SAHAM-saham AS melonjak tajam setelah Presiden AS Donald Trump mengumumkan akan menangguhkan tarif tinggi atas barang-barang dari sebagian besar negara, dan sebagai gantinya memberlakukan tarif impor sebesar 10%.
Gedung Putih menyatakan mereka mundur dari rencana kenaikan tarif terhadap mitra dagang yang bersedia bernegosiasi, meskipun Trump menegaskan ia akan menaikkan tarif atas barang-barang dari Tiongkok bahkan lebih tinggi lagi, menjadi setidaknya 125% “berlaku segera”.
Indeks S&P 500 melesat 9,5% dalam reli satu hari terbesar sejak 2008, setelah beberapa hari mengalami gejolak akibat kebijakan tarif tersebut.
Keputusan Trump ini muncul kurang dari 24 jam setelah putaran terbaru tarif mulai berlaku, yang menghantam mitra dagang utama seperti Vietnam, yang melihat barang impornya dikenai tarif baru sebesar 46%.
Tarif-tarif ini, yang diumumkan presiden minggu lalu, lebih tinggi dan lebih luas jangkauannya daripada yang diperkirakan banyak pihak di Wall Street.

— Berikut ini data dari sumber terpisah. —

//! Render quality presets

use serde::{Deserialize, Serialize};

/// Renderer quality preset, fixed by configuration
#[derive(Debug, Clone, Copy, PartialEq, Eq, Hash, Default, Serialize, Deserialize)]
#[serde(rename_all = "lowercase")]
pub enum RenderQuality {
    Low,
    Medium,
    #[default]
    High,
    Production,
    #[serde(rename = "4k")]
    FourK,
}

impl RenderQuality {
    /// Command-line flag selecting this preset
    #[inline]
    #[must_use]
    pub fn flag(&self) -> &'static str {
        match self {
            Self::Low => "-ql",
            Self::Medium => "-qm",
            Self::High => "-qh",
            Self::Production => "-qp",
            Self::FourK => "-qk",
        }
    }

    /// Resolution directory the renderer writes into
    #[inline]
    #[must_use]
    pub fn dir_name(&self) -> &'static str {
        match self {
            Self::Low => "480p15",
            Self::Medium => "720p30",
            Self::High => "1080p60",
            Self::Production => "1440p60",
            Self::FourK => "2160p60",
        }
    }
}

#[cfg(test)]
mod tests {
    use super::*;

    #[test]
    fn four_k_round_trips_through_config_name() {
        let q: RenderQuality = serde_json::from_str("\"4k\"").unwrap();
        assert_eq!(q, RenderQuality::FourK);
        assert_eq!(q.flag(), "-qk");
        assert_eq!(q.dir_name(), "2160p60");
    }
}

Setelah pengumuman tersebut, S&P sempat anjlok lebih dari 10% dan banyak analis memperingatkan meningkatnya risiko resesi ekonomi di AS dan secara global.
Pada Rabu, kekhawatiran itu mulai mempengaruhi pasar obligasi, di mana investor mulai menjual surat utang pemerintah AS.

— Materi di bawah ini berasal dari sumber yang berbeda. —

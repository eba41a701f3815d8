//! Ledgers for the generation pipeline
//!
//! Durable bookkeeping shared by every request:
//! - Job Ledger: per-job state, scoped to the owning user
//! - Quota Ledger: per-owner, per-day admission counter
//! - Stats Ledger: aggregate render statistics, updated on completion only
//!
//! All mutation goes through the narrow traits defined here. The in-memory
//! implementations are the reference behaviour; a database-backed store must
//! honour the same atomicity guarantees.

#![warn(unreachable_pub)]

pub mod clock;
pub mod error;
pub mod ids;
pub mod job;
pub mod jobs;
pub mod quota;
pub mod stats;

pub use clock::{Clock, FixedClock, SystemClock};
pub use error::LedgerError;
pub use ids::{IdError, JobId, OwnerId};
pub use job::{derive_title, validate_transition, Job, JobStatus, MAX_TITLE_CHARS};
pub use jobs::{InMemoryJobLedger, JobLedger, DEFAULT_LIST_LIMIT, MAX_LIST_LIMIT};
pub use quota::{Admission, InMemoryQuotaLedger, PlanTier, QuotaLedger, QuotaPolicy, UsageRecord};
pub use stats::{AggregateUsageStats, InMemoryStatsLedger, StatsLedger};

“Meskipun Presiden Donald Trump mampu bertahan dari aksi jual di pasar saham, begitu pasar obligasi juga mulai melemah, tinggal menunggu waktu sebelum ia mengalah,” kata Paul Ashworth, kepala ekonom Amerika Utara di Capital Economics.
Ia memperkirakan Trump akan kembali ke rencana tarif universal 10% yang pernah ia kampanyekan tahun lalu, meski ia memperingatkan bahwa akan butuh waktu bagi AS dan Tiongkok untuk mencapai kesepakatan.
“Sulit membayangkan salah satu pihak akan mundur dalam beberapa hari ke depan,” ujarnya. “Namun kami menduga negosiasi pada akhirnya akan terjadi, meskipun penghapusan penuh atas semua tarif tambahan sejak Hari Pelantikan tampaknya tidak mungkin.”
Indeks Dow Jones mengakhiri hari dengan kenaikan lebih dari 7,8%, sementara Nasdaq melonjak lebih dari 12%.
Perusahaan seperti Nike, yang memproduksi sekitar setengah sepatunya di Vietnam, naik 11%, sementara Apple melejit sekitar 15%.
Meski terjadi kenaikan pada Rabu, indeks-indeks utama di AS masih berada di bawah posisi sebelum pengumuman Trump, dengan S&P 500 turun sekitar 3% dan lebih dari 8% sepanjang tahun ini.
Tarif atas barang-barang dari Tiongkok, pemasok impor terbesar ketiga bagi Amerika, tetap menjadi tantangan ekonomi.
Negara tersebut mengirimkan barang senilai lebih dari US$400 miliar ke AS tahun lalu, dan merupakan sumber dari sekitar 60% impor alas kaki serta sekitar 36% impor pakaian per Januari, menurut American Apparel and Footwear Association.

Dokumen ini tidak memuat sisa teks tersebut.